Tips to avoid anxiety
If you want each meal to satisfy you so you don't go looking for food shortly after, the following tips will be useful, as they will not only calm hunger but also anxiety and cravings:
1. Make sure your meals include proteins, whether plant-based or animal, as these take longer to digest and therefore keep us feeling full longer. Also, many contain tryptophan which helps calm anxiety and create a pleasant feeling after eating.
2. Choose low glycemic index preparations, as they provide energy slowly and long-term, avoiding quick hunger signals after eating. So, if you choose pasta, better al dente, whole grain, with vegetables or meats as accompaniments.
3. Drink enough fluids, to calm anxiety and avoid confusing thirst with hunger that stimulates eating. Staying hydrated helps you eat according to your actual needs.

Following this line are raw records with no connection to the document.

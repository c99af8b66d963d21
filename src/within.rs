use std::collections::BTreeMap;

use tracing::{debug, warn};

use crate::calls::{CallMatrix, Direction};
use crate::grouping::DiseaseGrouping;
use crate::study::Disease;
use crate::taxonomy::Lineage;

/// Net number of same-direction significant studies needed to be reproducible
pub const MIN_REPRODUCIBLE_STUDIES: i32 = 2;

/// Genera reproducibly significant within each disease
#[derive(Debug, Clone, Default, PartialEq)]
pub struct DiseaseLabels {
    labels: BTreeMap<Disease, BTreeMap<Lineage, Direction>>,
    normalized: BTreeMap<Disease, f64>,
}

impl DiseaseLabels {
    /// Label of a genus within a disease; `None` if it is not reproducible there
    pub fn get(&self, genus: &str, disease: &str) -> Option<Direction> {
        self.labels.get(disease)?.get(genus).copied()
    }

    /// Reproducible genera of one disease
    pub fn disease(&self, disease: &str) -> Option<&BTreeMap<Lineage, Direction>> {
        self.labels.get(disease)
    }

    pub fn diseases(&self) -> impl Iterator<Item = &Disease> {
        self.labels.keys()
    }

    /// Reproducible count over the number of genera significant in the disease
    pub fn normalized(&self, disease: &str) -> Option<f64> {
        self.normalized.get(disease).copied()
    }

    /// Iterates over `(genus, disease, direction)` for every reproducible pair
    pub fn iter(&self) -> impl Iterator<Item = (&Lineage, &Disease, Direction)> {
        self.labels.iter().flat_map(|(disease, genera)| {
            genera
                .iter()
                .map(move |(genus, direction)| (genus, disease, *direction))
        })
    }
}

/// Signed sum of the calls of one genus over the given study columns
pub(crate) fn signed_sum(calls: &CallMatrix, genus: usize, columns: &[usize]) -> i32 {
    columns.iter().map(|s| calls.sign(genus, *s)).sum()
}

/// Finds, for each disease, the genera significant in the same direction in
/// at least two of its studies
///
/// Opposite-direction calls cancel: a genus health-associated in two studies
/// and disease-associated in one has a net sum of one and is not reproducible.
pub fn within_disease(
    calls: &CallMatrix,
    genera: &[Lineage],
    grouping: &DiseaseGrouping,
) -> DiseaseLabels {
    let mut result = DiseaseLabels::default();
    for (disease, columns) in grouping.groups() {
        let mut reproducible = BTreeMap::new();
        let mut n_significant = 0usize;
        for (g, genus) in genera.iter().enumerate() {
            let any_significant = columns
                .iter()
                .any(|s| calls.get(g, *s).is_some_and(|call| call.is_significant()));
            if !any_significant {
                continue;
            }
            n_significant += 1;

            if has_both_directions(calls, g, columns) {
                warn!(
                    "{} is significant in both directions within {}",
                    genus.genus_name(),
                    disease
                );
            }
            let sum = signed_sum(calls, g, columns);
            if sum.abs() >= MIN_REPRODUCIBLE_STUDIES {
                if let Some(direction) = Direction::from_sum(sum) {
                    reproducible.insert(genus.clone(), direction);
                }
            }
        }

        let normalized = if n_significant == 0 {
            0.0
        } else {
            reproducible.len() as f64 / n_significant as f64
        };
        debug!(
            "{}: {} reproducible of {} significant genera",
            disease,
            reproducible.len(),
            n_significant
        );
        result.normalized.insert(disease.clone(), normalized);
        result.labels.insert(disease.clone(), reproducible);
    }
    result
}

fn has_both_directions(calls: &CallMatrix, genus: usize, columns: &[usize]) -> bool {
    let signs = columns.iter().map(|s| calls.sign(genus, *s));
    let (mut health, mut disease) = (0, 0);
    for sign in signs {
        match sign {
            -1 => health += 1,
            1 => disease += 1,
            _ => {}
        }
    }
    health >= MIN_REPRODUCIBLE_STUDIES && disease >= MIN_REPRODUCIBLE_STUDIES
}

#[cfg(test)]
mod tests {
    use super::*;
    use crate::config::Threshold;
    use crate::matrix::SignedMatrix;
    use crate::study::{StudyAliases, StudyId, StudyTable};
    use approx::assert_relative_eq;

    fn setup(
        studies: &[&str],
        columns: Vec<Vec<Option<f64>>>,
    ) -> (CallMatrix, Vec<Lineage>, DiseaseGrouping) {
        let n = columns[0].len();
        let genera = (0..n).map(|i| Lineage::new(format!("g__G{i}"))).collect::<Vec<_>>();
        let ids = studies.iter().map(|s| StudyId::new(*s)).collect::<Vec<_>>();
        let matrix = SignedMatrix::from_columns(genera.clone(), ids.clone(), columns).unwrap();
        let table = StudyTable::from_ids(studies.iter().copied(), &StudyAliases::none()).unwrap();
        let grouping = DiseaseGrouping::new(&ids, &table, &[]).unwrap();
        (CallMatrix::from_signed(&matrix, Threshold::default()), genera, grouping)
    }

    #[test]
    fn test_reproducible_in_three_studies() {
        let (calls, genera, grouping) = setup(
            &["crc_a", "crc_b", "crc_c", "ibd_a"],
            vec![
                vec![Some(0.01), Some(0.3)],
                vec![Some(0.01), Some(-0.01)],
                vec![Some(0.01), None],
                vec![Some(0.8), Some(-0.02)],
            ],
        );
        let labels = within_disease(&calls, &genera, &grouping);
        assert_eq!(labels.get("g__G0", "crc"), Some(Direction::Disease));
        assert_eq!(labels.get("g__G1", "crc"), None);
        assert_eq!(labels.get("g__G0", "ibd"), None);
        assert_relative_eq!(labels.normalized("crc").unwrap(), 0.5);
    }

    #[test]
    fn test_opposite_directions_cancel() {
        let (calls, genera, grouping) = setup(
            &["crc_a", "crc_b", "crc_c"],
            vec![vec![Some(-0.01)], vec![Some(-0.01)], vec![Some(0.01)]],
        );
        let labels = within_disease(&calls, &genera, &grouping);
        assert_eq!(labels.get("g__G0", "crc"), None);

        let (calls, genera, grouping) = setup(
            &["crc_a", "crc_b", "crc_c", "crc_d"],
            vec![vec![Some(-0.01)], vec![Some(-0.01)], vec![Some(0.01)], vec![Some(-0.04)]],
        );
        let labels = within_disease(&calls, &genera, &grouping);
        assert_eq!(labels.get("g__G0", "crc"), Some(Direction::Health));
    }

    #[test]
    fn test_order_independent() {
        let columns = vec![
            vec![Some(0.01), Some(-0.02), Some(0.9)],
            vec![Some(0.02), Some(-0.01), Some(0.01)],
            vec![None, Some(0.04), Some(0.01)],
        ];
        let (calls, genera, grouping) = setup(&["crc_a", "crc_b", "crc_c"], columns.clone());
        let forward = within_disease(&calls, &genera, &grouping);

        let reversed = columns.into_iter().rev().collect();
        let (calls, genera, grouping) = setup(&["crc_c", "crc_b", "crc_a"], reversed);
        let backward = within_disease(&calls, &genera, &grouping);
        assert_eq!(forward, backward);
    }

    #[test]
    fn test_nothing_reproducible() {
        let (calls, genera, grouping) = setup(&["ob_a", "ob_b"], vec![vec![Some(0.5)], vec![None]]);
        let labels = within_disease(&calls, &genera, &grouping);
        assert!(labels.disease("ob").unwrap().is_empty());
        assert_relative_eq!(labels.normalized("ob").unwrap(), 0.0);
        assert_eq!(labels.iter().count(), 0);
    }

    #[test]
    fn test_both_directions_on_reproducible_genus() {
        let (calls, genera, grouping) = setup(
            &["crc_a", "crc_b", "crc_c", "crc_d", "crc_e", "crc_f"],
            vec![
                vec![Some(-0.01)],
                vec![Some(-0.01)],
                vec![Some(-0.02)],
                vec![Some(-0.03)],
                vec![Some(0.01)],
                vec![Some(0.02)],
            ],
        );
        let columns = (0..6).collect::<Vec<_>>();
        assert!(has_both_directions(&calls, 0, &columns));
        assert!(!has_both_directions(&calls, 0, &columns[..5]));

        let labels = within_disease(&calls, &genera, &grouping);
        assert_eq!(labels.get("g__G0", "crc"), Some(Direction::Health));
    }
}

4. Choose fiber-rich preparations, as they require more chewing which contributes to greater satiety. The thicker the preparation, the more fullness it produces and the less hungry you will be after eating.
5. Always eat sitting at the table, as this helps you be aware that you are eating, register what you consume, and reduces the chances of looking for more food later.
6. Get enough sleep every night, as poor rest can disrupt hunger and fullness hormones, increasing food intake and requiring more to satisfy hunger.
7. Don’t go more than 4 hours without eating, as this only accumulates hunger and favors later loss of control. The hungrier you are, the longer it takes to achieve satiety and control your intake.
8. Exercise regularly, as exercise promotes self-control when eating, improves leptin levels that help achieve satiety easily, and also reduces appetite or cravings for pleasure eating.
9. Keep track of everything you consume, which helps you moderate cravings between meals and constant snacking, as you will easily realize what has entered your body.
10. Avoid dangerous combinations that can be addictive and invite you to keep seeking more, such as mixes of fats and salt, as well as fats and simple sugars.
If you can control your constant desire to eat and adjust your intake to your body's needs, it will definitely be easier to maintain your figure and overall health.